While trying to be a parody, the page basically describes ALEC.

------
jjoonathan
Great concept, great execution. A lovely parody! Definitely earned my
clickthrough.

Here are the details of the law they are pushing for:
[http://anticorruptionact.org/](http://anticorruptionact.org/)

I'm very happy to know that campaign finance is getting this sort of
attention. I've always been incredulous that in our system, bribery isn't just
_legal_ , it's literally _mandatory_ \-- you can't get elected if you're too
clean to accept shady campaign contributions.

I _love_ the $100 tax-rebate-for-campaign-contributions idea. I have long
thought that we needed to publicly fund campaigns but despaired at the power
of entrenched interests: existing campaign finance reform laws came with
loopholes that ultimately revealed them as PR stunts rather than legitimate
efforts to curb bribery. The tax rebate is exciting because it sneaks a
backdoor into what would appear to be another bogus reform law.

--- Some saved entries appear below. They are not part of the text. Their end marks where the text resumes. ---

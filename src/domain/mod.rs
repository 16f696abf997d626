pub mod entity;
pub mod tile;
/// External configuration loader.
///
/// Reads `config.toml` from the executable's directory (or CWD).
/// Falls back to sensible defaults if the file is missing or incomplete.
/// Everything configurable is carried in an explicit `GameConfig` handed
/// to the pieces that need it; there is no process-wide state.

use std::path::PathBuf;

use serde::Deserialize;

// ── Public config structs ──

#[derive(Clone, Debug)]
pub struct GameConfig {
    pub limits: Limits,
    /// On-disk level file to play; None means the bundled levels.
    pub level_file: Option<PathBuf>,
    pub scores_file: PathBuf,
}

/// Level-file limits enforced by the parser.
#[derive(Clone, Debug)]
pub struct Limits {
    pub max_level_name_len: usize,
    pub max_levels_per_file: usize,
}

impl Default for Limits {
    fn default() -> Self {
        Limits {
            max_level_name_len: default_name_len(),
            max_levels_per_file: default_levels_per_file(),
        }
    }
}

// ── TOML schema (with serde defaults) ──

#[derive(Deserialize, Debug, Default)]
struct TomlConfig {
    #[serde(default)]
    limits: TomlLimits,
    #[serde(default)]
    general: TomlGeneral,
}

#[derive(Deserialize, Debug)]
struct TomlLimits {
    #[serde(default = "default_name_len")]
    max_level_name_len: usize,
    #[serde(default = "default_levels_per_file")]
    max_levels_per_file: usize,
}

#[derive(Deserialize, Debug)]
struct TomlGeneral {
    level_file: Option<String>,
    #[serde(default = "default_scores_file")]
    scores_file: String,
}

fn default_name_len() -> usize {
    50
}
fn default_levels_per_file() -> usize {
    25
}
fn default_scores_file() -> String {
    "scores.toml".into()
}

impl Default for TomlLimits {
    fn default() -> Self {
        TomlLimits {
            max_level_name_len: default_name_len(),
            max_levels_per_file: default_levels_per_file(),
        }
    }
}

impl Default for TomlGeneral {
    fn default() -> Self {
        TomlGeneral {
            level_file: None,
            scores_file: default_scores_file(),
        }
    }
}

// ── Loading ──

impl GameConfig {
    /// Load config from `config.toml`.
    /// Search order: (1) exe directory, (2) current working directory.
    /// Missing file or missing keys gracefully fall back to defaults.
    pub fn load() -> Self {
        let toml_cfg = load_toml(&candidate_dirs());
        GameConfig {
            limits: Limits {
                max_level_name_len: toml_cfg.limits.max_level_name_len,
                max_levels_per_file: toml_cfg.limits.max_levels_per_file,
            },
            level_file: toml_cfg.general.level_file.map(PathBuf::from),
            scores_file: PathBuf::from(toml_cfg.general.scores_file),
        }
    }
}

/// Candidate directories to search: exe dir, then CWD.
fn candidate_dirs() -> Vec<PathBuf> {
    let mut dirs = vec![];

    if let Ok(exe) = std::env::current_exe() {
        let resolved = exe.canonicalize().unwrap_or(exe);
        if let Some(parent) = resolved.parent() {
            dirs.push(parent.to_path_buf());
        }
    }
    if let Ok(cwd) = std::env::current_dir() {
        if !dirs.iter().any(|d| d == &cwd) {
            dirs.push(cwd);
        }
    }
    if dirs.is_empty() {
        dirs.push(PathBuf::from("."));
    }
    dirs
}

fn load_toml(search_dirs: &[PathBuf]) -> TomlConfig {
    for dir in search_dirs {
        let path = dir.join("config.toml");
        if path.exists() {
            match std::fs::read_to_string(&path) {
                Ok(text) => match toml::from_str::<TomlConfig>(&text) {
                    Ok(cfg) => return cfg,
                    Err(e) => {
                        log::warn!("config.toml parse error: {e}; using defaults");
                        return TomlConfig::default();
                    }
                },
                Err(e) => {
                    log::warn!("could not read {}: {e}", path.display());
                }
            }
        }
    }
    TomlConfig::default()
}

"Naming and shaming" lobbyists, muzzling the latest contribution-funneling-
device-du-jour, and calling for more regular rule enforcement aren't
strategies that strike me as particularly promising, since they simply call
for more of what we're already doing (if x gets us nothing, no reason to
expect 2x will get us more). But they serve as the perfect vehicle to deliver
#7, the tax rebate, which silently activates once public interest reaches a
certain threshold (enough to outspend current election financiers) and gives
the bill teeth. A brilliant design!

I really hope this works. I doubt it will, but I really, really want to be
wrong.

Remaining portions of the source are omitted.